§ **Dataset records**
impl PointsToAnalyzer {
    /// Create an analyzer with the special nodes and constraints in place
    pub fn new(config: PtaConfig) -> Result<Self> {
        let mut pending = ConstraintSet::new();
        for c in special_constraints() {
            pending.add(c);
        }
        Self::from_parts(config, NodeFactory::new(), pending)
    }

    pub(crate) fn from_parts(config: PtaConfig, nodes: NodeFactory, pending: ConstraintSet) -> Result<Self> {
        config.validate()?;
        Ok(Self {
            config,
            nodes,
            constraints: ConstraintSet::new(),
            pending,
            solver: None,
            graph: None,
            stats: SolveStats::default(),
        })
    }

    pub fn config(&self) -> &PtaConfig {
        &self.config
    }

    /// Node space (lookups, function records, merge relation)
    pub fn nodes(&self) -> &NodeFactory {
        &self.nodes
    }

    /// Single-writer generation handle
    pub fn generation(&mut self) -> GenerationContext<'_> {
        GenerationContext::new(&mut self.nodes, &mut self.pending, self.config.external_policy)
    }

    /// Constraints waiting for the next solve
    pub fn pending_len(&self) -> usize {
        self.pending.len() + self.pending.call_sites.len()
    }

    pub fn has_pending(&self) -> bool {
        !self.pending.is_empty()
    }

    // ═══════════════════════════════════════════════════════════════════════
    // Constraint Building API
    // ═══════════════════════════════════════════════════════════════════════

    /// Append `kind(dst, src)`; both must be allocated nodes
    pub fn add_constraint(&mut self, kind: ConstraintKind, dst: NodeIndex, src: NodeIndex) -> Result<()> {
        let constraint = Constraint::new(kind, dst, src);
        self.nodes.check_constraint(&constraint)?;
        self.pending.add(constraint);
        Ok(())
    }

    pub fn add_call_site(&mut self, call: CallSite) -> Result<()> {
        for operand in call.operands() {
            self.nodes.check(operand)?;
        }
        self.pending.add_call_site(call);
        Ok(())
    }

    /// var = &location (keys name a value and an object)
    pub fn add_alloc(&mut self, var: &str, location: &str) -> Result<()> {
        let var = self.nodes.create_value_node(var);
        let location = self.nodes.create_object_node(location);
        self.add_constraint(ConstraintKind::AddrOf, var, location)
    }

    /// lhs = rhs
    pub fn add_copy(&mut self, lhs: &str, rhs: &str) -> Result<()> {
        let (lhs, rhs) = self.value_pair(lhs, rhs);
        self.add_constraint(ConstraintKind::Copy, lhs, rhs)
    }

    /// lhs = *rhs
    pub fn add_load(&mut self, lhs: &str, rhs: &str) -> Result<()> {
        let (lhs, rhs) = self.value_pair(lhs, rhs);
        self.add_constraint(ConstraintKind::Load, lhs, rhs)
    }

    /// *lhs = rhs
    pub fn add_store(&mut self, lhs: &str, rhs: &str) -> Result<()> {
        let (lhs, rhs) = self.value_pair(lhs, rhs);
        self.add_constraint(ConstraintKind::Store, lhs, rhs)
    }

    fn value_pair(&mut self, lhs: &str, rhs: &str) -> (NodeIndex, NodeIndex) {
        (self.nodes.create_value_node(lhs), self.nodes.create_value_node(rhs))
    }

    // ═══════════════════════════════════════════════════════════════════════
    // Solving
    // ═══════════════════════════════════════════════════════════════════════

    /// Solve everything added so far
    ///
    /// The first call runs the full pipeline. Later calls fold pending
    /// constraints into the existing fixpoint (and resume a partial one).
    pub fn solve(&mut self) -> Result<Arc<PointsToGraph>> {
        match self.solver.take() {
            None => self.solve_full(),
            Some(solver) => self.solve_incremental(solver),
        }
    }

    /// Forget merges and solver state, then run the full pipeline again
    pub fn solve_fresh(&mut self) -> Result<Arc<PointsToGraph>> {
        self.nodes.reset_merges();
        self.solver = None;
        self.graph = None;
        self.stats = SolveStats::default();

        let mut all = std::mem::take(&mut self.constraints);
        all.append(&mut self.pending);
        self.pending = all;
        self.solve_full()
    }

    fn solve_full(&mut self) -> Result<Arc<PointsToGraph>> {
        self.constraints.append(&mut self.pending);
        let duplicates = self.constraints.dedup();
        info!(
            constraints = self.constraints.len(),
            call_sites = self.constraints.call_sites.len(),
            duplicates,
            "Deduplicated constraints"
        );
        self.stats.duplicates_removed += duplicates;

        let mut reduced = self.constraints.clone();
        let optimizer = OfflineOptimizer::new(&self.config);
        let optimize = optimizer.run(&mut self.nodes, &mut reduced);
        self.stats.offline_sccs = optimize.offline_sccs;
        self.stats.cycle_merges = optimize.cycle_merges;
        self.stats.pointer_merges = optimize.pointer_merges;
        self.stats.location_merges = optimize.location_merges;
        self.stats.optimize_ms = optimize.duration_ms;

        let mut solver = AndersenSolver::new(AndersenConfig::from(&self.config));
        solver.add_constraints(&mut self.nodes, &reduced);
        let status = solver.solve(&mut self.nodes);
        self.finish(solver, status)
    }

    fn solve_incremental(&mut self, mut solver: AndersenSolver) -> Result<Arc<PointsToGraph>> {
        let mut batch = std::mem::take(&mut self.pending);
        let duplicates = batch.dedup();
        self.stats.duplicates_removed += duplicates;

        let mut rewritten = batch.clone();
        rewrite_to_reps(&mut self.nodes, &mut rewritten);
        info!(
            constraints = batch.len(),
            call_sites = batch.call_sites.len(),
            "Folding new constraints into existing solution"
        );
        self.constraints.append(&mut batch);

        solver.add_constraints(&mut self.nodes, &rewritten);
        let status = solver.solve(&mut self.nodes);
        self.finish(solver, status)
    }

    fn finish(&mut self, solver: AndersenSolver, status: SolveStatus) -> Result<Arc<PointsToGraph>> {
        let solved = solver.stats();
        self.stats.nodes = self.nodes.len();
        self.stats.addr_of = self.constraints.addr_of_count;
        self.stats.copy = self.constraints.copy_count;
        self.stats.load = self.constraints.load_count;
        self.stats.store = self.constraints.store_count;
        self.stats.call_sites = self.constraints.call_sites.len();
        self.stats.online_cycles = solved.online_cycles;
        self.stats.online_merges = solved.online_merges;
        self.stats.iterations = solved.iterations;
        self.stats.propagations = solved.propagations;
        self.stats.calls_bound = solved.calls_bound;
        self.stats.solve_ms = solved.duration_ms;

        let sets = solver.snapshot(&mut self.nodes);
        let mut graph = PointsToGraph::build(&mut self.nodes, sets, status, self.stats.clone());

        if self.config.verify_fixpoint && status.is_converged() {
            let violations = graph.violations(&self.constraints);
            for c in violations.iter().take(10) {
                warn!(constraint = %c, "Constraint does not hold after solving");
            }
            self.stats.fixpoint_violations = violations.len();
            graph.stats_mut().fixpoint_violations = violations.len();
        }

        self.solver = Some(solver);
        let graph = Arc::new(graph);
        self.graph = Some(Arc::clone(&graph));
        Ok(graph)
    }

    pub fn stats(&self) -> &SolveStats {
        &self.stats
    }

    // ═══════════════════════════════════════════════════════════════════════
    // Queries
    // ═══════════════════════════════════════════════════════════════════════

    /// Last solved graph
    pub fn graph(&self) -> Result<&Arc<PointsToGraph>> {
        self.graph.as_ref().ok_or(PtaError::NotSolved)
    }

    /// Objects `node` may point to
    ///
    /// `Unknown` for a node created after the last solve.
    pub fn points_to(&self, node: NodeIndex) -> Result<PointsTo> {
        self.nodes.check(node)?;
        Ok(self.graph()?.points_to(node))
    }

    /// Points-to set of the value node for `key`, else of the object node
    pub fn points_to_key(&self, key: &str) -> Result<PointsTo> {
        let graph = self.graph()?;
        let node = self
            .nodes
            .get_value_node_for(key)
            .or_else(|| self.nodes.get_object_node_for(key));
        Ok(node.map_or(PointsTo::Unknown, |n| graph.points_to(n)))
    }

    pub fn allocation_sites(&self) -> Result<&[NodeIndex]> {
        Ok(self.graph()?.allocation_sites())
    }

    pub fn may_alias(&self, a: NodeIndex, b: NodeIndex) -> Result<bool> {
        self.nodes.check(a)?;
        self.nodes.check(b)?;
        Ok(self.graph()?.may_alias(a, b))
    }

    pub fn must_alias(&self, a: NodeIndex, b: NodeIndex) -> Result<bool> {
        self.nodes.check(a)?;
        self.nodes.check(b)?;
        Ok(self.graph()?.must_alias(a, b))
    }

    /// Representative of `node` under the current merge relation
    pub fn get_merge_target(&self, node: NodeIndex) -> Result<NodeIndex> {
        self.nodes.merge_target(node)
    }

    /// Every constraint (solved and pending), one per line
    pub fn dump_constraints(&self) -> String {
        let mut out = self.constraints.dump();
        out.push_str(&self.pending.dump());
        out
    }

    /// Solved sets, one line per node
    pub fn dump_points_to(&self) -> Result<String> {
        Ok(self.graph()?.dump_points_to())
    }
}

§ **How to complete this task**
Exactly the lines from the one containing "Ok(self.graph()?.allocation_sites())" through the end of the listing should be reproduced, both ends included and nothing more.

§ **Response area**
        Ok(self.graph()?.allocation_sites())
    }

    pub fn may_alias(&self, a: NodeIndex, b: NodeIndex) -> Result<bool> {
        self.nodes.check(a)?;
        self.nodes.check(b)?;
        Ok(self.graph()?.may_alias(a, b))
    }

    pub fn must_alias(&self, a: NodeIndex, b: NodeIndex) -> Result<bool> {
        self.nodes.check(a)?;
        self.nodes.check(b)?;
        Ok(self.graph()?.must_alias(a, b))
    }

    /// Representative of `node` under the current merge relation
    pub fn get_merge_target(&self, node: NodeIndex) -> Result<NodeIndex> {
        self.nodes.merge_target(node)
    }

    /// Every constraint (solved and pending), one per line
    pub fn dump_constraints(&self) -> String {
        let mut out = self.constraints.dump();
        out.push_str(&self.pending.dump());
        out
    }

    /// Solved sets, one line per node
    pub fn dump_points_to(&self) -> Result<String> {
        Ok(self.graph()?.dump_points_to())
    }
}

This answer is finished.